Extensive cannabis use correlated with educational attainment and low body mass index
Deeper examination of the links between genes and the use and misuse of alcohol and cannabis produces several interesting associations.
Both the previous study on alcohol and the new meta-analysis on cannabis show that the genetic variants associated with higher use of alcohol or cannabis are also linked to higher educational attainment and lower body mass index.
Conversely, some of the genetic variants associated with an increased risk of cannabis use disorder are also associated with an increased risk of low educational attainment and high body mass index.
“About 50% of the genetic variants underlying cannabis use overlap with those underlying cannabis use disorder. They do not have the other 50% in common. We also found that the genetic variants associated with cannabis use are associated with an increased number of brain fibres, whereas the genetic variants for cannabis use disorder reduce this number,” says Ditte Demontis.
Use of cannabis and social skills may be associated genetically
Ditte Demontis speculates that a third factor may link the various traits together.
Some of the common genetic variants associated with the use of alcohol or cannabis and higher educational attainment may also be associated with social skills.
“People with strong social skills may have a larger circle of friends, socialize more often and therefore also drink more often or smoke some cannabis, without this leading to use disorder, and their social relations equip them to cope with the challenges of educational attainment,” explains Ditte Demontis.
Designing medicine to counteract substance use disorder
Ditte Demontis says that the study gives researchers new insight into the biological and genetic basis of substance use disorders and that this knowledge can be used both in basic research and hopefully also in the future to help people at risk of developing these disorders.

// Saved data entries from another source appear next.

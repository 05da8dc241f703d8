use anyhow::Result;
use std::sync::Arc;
use tigris_signals::{config::Settings, AppContext, run};

#[tokio::main]
async fn main() -> Result<()> {
    let settings = Settings::load()?;
    let ctx: Arc<AppContext> = AppContext::bootstrap(settings).await?;
    run(ctx).await
}
use once_cell::sync::Lazy;
use regex::{Regex, RegexBuilder};

use crate::error::ConfigError;

/* =========================================
   Scam / porn / phishing – słowa kluczowe
   ========================================= */

const DEFAULT_PATTERNS: &[&str] = &[
    // porn
    "porn", "xxx", "sex", "adult", "nude", "naked",
    // scamy discordowe
    "free.?nitro", "discord.?nitro", "steam.?gift",
    // scamy growe
    "giveaway", "free.?robux", "free.?vbucks",
    // phishing
    "account.?steal", "password.?hack", "login.?info",
    // malware wprost
    "viruslink", "malware", "trojan", "suspicious.?site",
];

static RE_DEFAULT: Lazy<Vec<(String, Regex)>> = Lazy::new(|| {
    DEFAULT_PATTERNS
        .iter()
        .map(|p| (p.to_string(), build(p).unwrap()))
        .collect()
});

/// Wzorzec zostaje taki, jak go podano (`\S` ≠ `\s`); wielkość liter ignoruje regex.
fn build(pattern: &str) -> Result<Regex, regex::Error> {
    RegexBuilder::new(pattern).case_insensitive(true).build()
}

/// Szybki skaner "groźnej" treści. Trafienie = poważniejsze naruszenie niż wulgaryzm.
#[derive(Debug, Clone)]
pub struct MaliciousScanner {
    patterns: Vec<(String, Regex)>,
}

impl Default for MaliciousScanner {
    fn default() -> Self {
        Self {
            patterns: RE_DEFAULT.clone(),
        }
    }
}

impl MaliciousScanner {
    /// Domyślna lista + dodatkowe wzorce z configu (błędny wzorzec → błąd startu).
    pub fn with_extra<I, S>(extra: I) -> Result<Self, ConfigError>
    where
        I: IntoIterator<Item = S>,
        S: AsRef<str>,
    {
        let mut scanner = Self::default();
        for p in extra {
            let p = p.as_ref().trim();
            if p.is_empty() {
                continue;
            }
            let re = build(p).map_err(|source| ConfigError::LinkPattern {
                pattern: p.to_string(),
                source,
            })?;
            scanner.patterns.push((p.to_string(), re));
        }
        Ok(scanner)
    }

    /// Etykieta pierwszego pasującego wzorca.
    pub fn scan(&self, text: &str) -> Option<&str> {
        if text.is_empty() {
            return None;
        }
        self.patterns
            .iter()
            .find(|(_, re)| re.is_match(text))
            .map(|(label, _)| label.as_str())
    }

    pub fn is_malicious(&self, text: &str) -> bool {
        self.scan(text).is_some()
    }
}

#[cfg(test)]
mod tests {
    use super::*;

    #[test]
    fn flags_scam_keywords() {
        let s = MaliciousScanner::default();
        assert_eq!(s.scan("get FREE NITRO here"), Some("free.?nitro"));
        assert_eq!(s.scan("Steam-Gift for you"), Some("steam.?gift"));
        assert!(s.is_malicious("check my trojan"));
    }

    #[test]
    fn clean_text_passes() {
        let s = MaliciousScanner::default();
        assert!(!s.is_malicious("hello there"));
        assert!(!s.is_malicious(""));
    }

    #[test]
    fn extra_patterns_are_appended() {
        let s = MaliciousScanner::with_extra(["grab.?ify", "  "]).unwrap();
        assert_eq!(s.scan("grabify.link/abc"), Some("grab.?ify"));
    }

    #[test]
    fn extra_pattern_keeps_uppercase_escapes() {
        let s = MaliciousScanner::with_extra([r"nitro\S+gift", r"Gift\D+card"]).unwrap();
        assert_eq!(s.scan("NITRO-gift"), Some(r"nitro\S+gift"));
        assert_eq!(s.scan("nitro gift"), None);
        assert_eq!(s.scan("gift-card"), Some(r"Gift\D+card"));
        assert_eq!(s.scan("gift7card"), None);
    }

    #[test]
    fn invalid_extra_pattern_fails() {
        let err = MaliciousScanner::with_extra(["(unclosed"]).unwrap_err();
        assert!(matches!(err, ConfigError::LinkPattern { .. }));
    }
}
use std::collections::HashMap;

use anyhow::Result;
use serde::{Deserialize, Serialize};
use figment::{
    Figment,
    providers::{Env, Format, Serialized, Toml},
};

#[derive(Debug, Clone, Deserialize, Serialize)]
pub struct Settings {
    pub env: String,
    pub app: App,
    pub logging: Logging,
    #[serde(default)]
    pub raidguard: RaidGuardConfig,
    #[serde(default)]
    pub wordguard: WordGuardConfig,
    #[serde(default)]
    pub linkscan: LinkScanConfig,
    #[serde(default)]
    pub strikes: StrikesConfig,
}

#[derive(Debug, Clone, Deserialize, Serialize)]
pub struct App {
    pub name: String,
}

#[derive(Debug, Clone, Deserialize, Serialize)]
pub struct Logging {
    pub level: Option<String>,
    /// dopisuje target (moduł) do każdej linii logu
    #[serde(default)]
    pub with_target: bool,
}

/// Jeden wpis tabeli progów: `threshold` zdarzeń w `window_secs` sekund.
#[derive(Debug, Clone, Deserialize, Serialize)]
pub struct PolicyConfig {
    pub threshold: u32,
    pub window_secs: u64,
    #[serde(default)]
    pub per_subject: bool,
}

/// Brak wpisu → wartości domyślne bota (patrz `raidguard::policy`).
#[derive(Debug, Clone, Deserialize, Serialize, Default)]
pub struct RaidGuardConfig {
    pub join: Option<PolicyConfig>,
    pub fallback: Option<PolicyConfig>,
    /// klucz = nazwa rodzaju zdarzenia, np. "channel_delete"
    #[serde(default)]
    pub policies: HashMap<String, PolicyConfig>,
}

#[derive(Debug, Clone, Deserialize, Serialize)]
pub struct WordGuardConfig {
    #[serde(default = "default_true")]
    pub builtin: bool,
    #[serde(default)]
    pub profanity: Vec<String>,
    #[serde(default)]
    pub harassment: Vec<String>,
    pub vocabulary_file: Option<String>,
    pub regex_size_limit: Option<usize>,
}

impl Default for WordGuardConfig {
    fn default() -> Self {
        Self {
            builtin: true,
            profanity: vec![],
            harassment: vec![],
            vocabulary_file: None,
            regex_size_limit: None,
        }
    }
}

#[derive(Debug, Clone, Deserialize, Serialize, Default)]
pub struct LinkScanConfig {
    #[serde(default)]
    pub extra_patterns: Vec<String>,
}

#[derive(Debug, Clone, Deserialize, Serialize)]
pub struct StrikesConfig {
    pub ladder_minutes: Vec<u32>,
    pub reset_hours: u32,
    pub malicious_floor_minutes: u32,
}

impl Default for StrikesConfig {
    fn default() -> Self {
        Self {
            ladder_minutes: vec![1, 2, 3, 4, 5],
            reset_hours: 24,
            malicious_floor_minutes: 5,
        }
    }
}

fn default_true() -> bool {
    true
}

impl Settings {
    /// Ustawienia bez żadnych plików/ENV – same wartości domyślne.
    pub fn defaults(env: &str) -> Self {
        Self {
            env: env.to_string(),
            app: App {
                name: "Tigris Signals".into(),
            },
            logging: Logging {
                level: Some("info".into()),
                with_target: false,
            },
            raidguard: RaidGuardConfig::default(),
            wordguard: WordGuardConfig::default(),
            linkscan: LinkScanConfig::default(),
            strikes: StrikesConfig::default(),
        }
    }

    pub fn load() -> Result<Self> {
        // Które środowisko?
        let env = std::env::var("TSS_ENV").unwrap_or_else(|_| "development".to_string());

        // Załaduj .env.<env> i .env (jeśli są)
        let _ = dotenvy::from_filename(format!(".env.{}", env));
        let _ = dotenvy::dotenv();

        Self::load_from(
            Figment::from(Serialized::defaults(Self::defaults(&env)))
                .merge(Toml::file(format!("config/{}.toml", env)))
                // TSS_WORDGUARD__VOCABULARY_FILE => wordguard.vocabulary_file itd.
                .merge(Env::prefixed("TSS_").split("__")),
            env,
        )
    }

    /// Ekstrakcja z gotowego figmenta (testy podają własne warstwy).
    pub fn load_from(figment: Figment, env: String) -> Result<Self> {
        let mut s: Settings = figment.extract()?;
        s.env = env;

        // Uzupełnij brakujące domyślne
        if s.logging.level.is_none() {
            s.logging.level = Some("info".into());
        }

        Ok(s)
    }
}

For example, she envisions that one day people could be profiled genetically and be told whether they have a high risk of developing substance use disorder and should therefore be cautious.
Researchers may also discover more about the signalling pathways involved when people develop substance use disorder.
“This may help us to develop drugs that target these signalling pathways, thereby helping people with substance use disorder,” says Ditte Demontis.